Google's Gecko benchmark determines the most effective AI image generator

May 1, 2024

389

Googles DeepMind released Gecko, a brand new benchmark for comprehensive evaluation of AI text-to-image (T2I) models.

In the last two years we’ve got seen AI image generators like GIVE HER and Midjourney improve and higher with each version release.

However, deciding which of the underlying models these platforms use is best has been largely subjective and difficult to match.

It is just not really easy to make a general claim that one model is “higher” than one other. Different models excel in numerous facets of image creation. One could also be good at text rendering, while one other could also be higher at object interaction.

A key challenge for T2I models is to trace every detail of the prompt and accurately reflect this within the generated image.

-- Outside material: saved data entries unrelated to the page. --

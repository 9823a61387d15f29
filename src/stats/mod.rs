//! Counter data model: snapshots, network identities, bucketed histories and
//! the per-dimension collections built from them.

pub mod collection;
pub mod history;
pub mod identity;
pub mod snapshot;
pub mod template;

use std::ops::{Add, AddAssign, Sub};

use serde::{Deserialize, Serialize};

/// Uid used for interface-level totals that are not attributed to an app.
pub const UID_ALL: i32 = -1;
/// Uid that absorbs the history of removed apps so device totals survive.
pub const UID_REMOVED: i32 = -4;
/// Uid used for traffic of tethered clients.
pub const UID_TETHERING: i32 = -5;
/// Uid of the system server; never rate limited.
pub const SYSTEM_UID: i32 = 1000;
/// Tag of untagged traffic.
pub const TAG_NONE: i32 = 0;
/// Size of the uid range reserved for each user.
pub const PER_USER_RANGE: i32 = 100_000;

/// Returns the user that owns `uid`, or `None` for the special negative uids.
pub fn user_id_for_uid(uid: i32) -> Option<i32> {
    if uid < 0 {
        None
    } else {
        Some(uid / PER_USER_RANGE)
    }
}

/// Traffic set a socket was counted under.
#[derive(
    Debug, Clone, Copy, Default, PartialEq, Eq, Hash, PartialOrd, Ord, Serialize, Deserialize,
)]
#[serde(rename_all = "snake_case")]
pub enum TrafficSet {
    #[default]
    Default,
    Foreground,
}

impl TrafficSet {
    pub fn as_str(&self) -> &'static str {
        match self {
            Self::Default => "default",
            Self::Foreground => "foreground",
        }
    }
}

/// One set of byte/packet counters. Signed so that deltas can be checked for
/// going backwards before they are corrected.
#[derive(Debug, Clone, Copy, Default, PartialEq, Eq, Hash, Serialize, Deserialize)]
pub struct Counters {
    pub rx_bytes: i64,
    pub rx_packets: i64,
    pub tx_bytes: i64,
    pub tx_packets: i64,
    pub operations: i64,
}

impl Counters {
    pub const ZERO: Counters = Counters {
        rx_bytes: 0,
        rx_packets: 0,
        tx_bytes: 0,
        tx_packets: 0,
        operations: 0,
    };

    pub const fn new(
        rx_bytes: i64,
        rx_packets: i64,
        tx_bytes: i64,
        tx_packets: i64,
        operations: i64,
    ) -> Self {
        Self {
            rx_bytes,
            rx_packets,
            tx_bytes,
            tx_packets,
            operations,
        }
    }

    /// Counters with only byte fields set.
    pub const fn bytes(rx_bytes: i64, tx_bytes: i64) -> Self {
        Self::new(rx_bytes, 0, tx_bytes, 0, 0)
    }

    pub fn total_bytes(&self) -> i64 {
        self.rx_bytes.saturating_add(self.tx_bytes)
    }

    pub fn is_zero(&self) -> bool {
        *self == Self::ZERO
    }

    /// True if any field is below zero.
    pub fn is_negative(&self) -> bool {
        self.rx_bytes < 0
            || self.rx_packets < 0
            || self.tx_bytes < 0
            || self.tx_packets < 0
            || self.operations < 0
    }

    /// Returns `self * num / den` per field, rounding toward zero.
    pub fn scaled(&self, num: i64, den: i64) -> Self {
        if den == 0 {
            return Self::ZERO;
        }
        let scale = |v: i64| -> i64 {
            let r = i128::from(v) * i128::from(num) / i128::from(den);
            i64::try_from(r).unwrap_or(if r < 0 { i64::MIN } else { i64::MAX })
        };
        Self {
            rx_bytes: scale(self.rx_bytes),
            rx_packets: scale(self.rx_packets),
            tx_bytes: scale(self.tx_bytes),
            tx_packets: scale(self.tx_packets),
            operations: scale(self.operations),
        }
    }
}

impl Add for Counters {
    type Output = Counters;

    fn add(mut self, rhs: Counters) -> Counters {
        self += rhs;
        self
    }
}

impl AddAssign for Counters {
    fn add_assign(&mut self, rhs: Counters) {
        self.rx_bytes = self.rx_bytes.saturating_add(rhs.rx_bytes);
        self.rx_packets = self.rx_packets.saturating_add(rhs.rx_packets);
        self.tx_bytes = self.tx_bytes.saturating_add(rhs.tx_bytes);
        self.tx_packets = self.tx_packets.saturating_add(rhs.tx_packets);
        self.operations = self.operations.saturating_add(rhs.operations);
    }
}

impl Sub for Counters {
    type Output = Counters;

    fn sub(self, rhs: Counters) -> Counters {
        Counters {
            rx_bytes: self.rx_bytes.saturating_sub(rhs.rx_bytes),
            rx_packets: self.rx_packets.saturating_sub(rhs.rx_packets),
            tx_bytes: self.tx_bytes.saturating_sub(rhs.tx_bytes),
            tx_packets: self.tx_packets.saturating_sub(rhs.tx_packets),
            operations: self.operations.saturating_sub(rhs.operations),
        }
    }
}

#[cfg(test)]
mod tests {
    use super::*;

    #[test]
    fn test_user_id_for_uid() {
        assert_eq!(user_id_for_uid(10_123), Some(0));
        assert_eq!(user_id_for_uid(1_010_123), Some(10));
        assert_eq!(user_id_for_uid(UID_REMOVED), None);
    }

    #[test]
    fn test_counters_sub_detects_negative() {
        let old = Counters::bytes(2500, 1800);
        let new = Counters::bytes(2000, 1800);
        let delta = new - old;
        assert!(delta.is_negative());
        assert_eq!(delta.rx_bytes, -500);
        assert_eq!(delta.tx_bytes, 0);
    }

    #[test]
    fn test_counters_scaled_rounds_toward_zero() {
        let c = Counters::new(100, 10, 50, 5, 1);
        let half = c.scaled(1, 3);
        assert_eq!(half, Counters::new(33, 3, 16, 1, 0));
        assert_eq!(c.scaled(5, 0), Counters::ZERO);
    }

    #[test]
    fn test_counters_add_saturates() {
        let mut c = Counters::bytes(i64::MAX - 1, 0);
        c += Counters::bytes(10, 3);
        assert_eq!(c.rx_bytes, i64::MAX);
        assert_eq!(c.tx_bytes, 3);
        assert_eq!(c.total_bytes(), i64::MAX);
    }
}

With Gecko, that DeepMind Researchers have created a benchmark that assesses the capabilities of T2I models similarly to humans.

skills

The researchers first defined a comprehensive dataset of skills relevant to T2I generation. These include spatial understanding, motion recognition, text reproduction and others. They further divided these into more specific sub-skills.

For example, in text rendering, sub-skills may include rendering different fonts, colours, or text sizes.

An LLM was then used to generate prompts to check the T2I model's ability for a selected skill or sub-skill.

This allows the creators of a T2I model to find out not only exactly which capabilities pose a challenge, but additionally at what level of complexity a capability poses a challenge to their model.

The Gecko benchmark framework uses a dataset of skills and sub-skills (a), a human Likert rating of image accuracy (b), LLM-generated queries for VQA evaluation, and ends in comprehensive metrics that correlate with human rankings. Source: arXiv

Human vs. automated assessment

Gecko also measures how closely a T2I model follows all the small print of a prompt. Again, an LLM was used to isolate key details in each prompt after which generate a series of questions on those details.

These questions could be each easy, direct questions on visible elements within the image (e.g., “Is there a cat in the image?”) or more complex questions that test understanding of the scene or the relationships between objects (e.g. “Is the cat in the image?”) “Cat is sitting over the book?”)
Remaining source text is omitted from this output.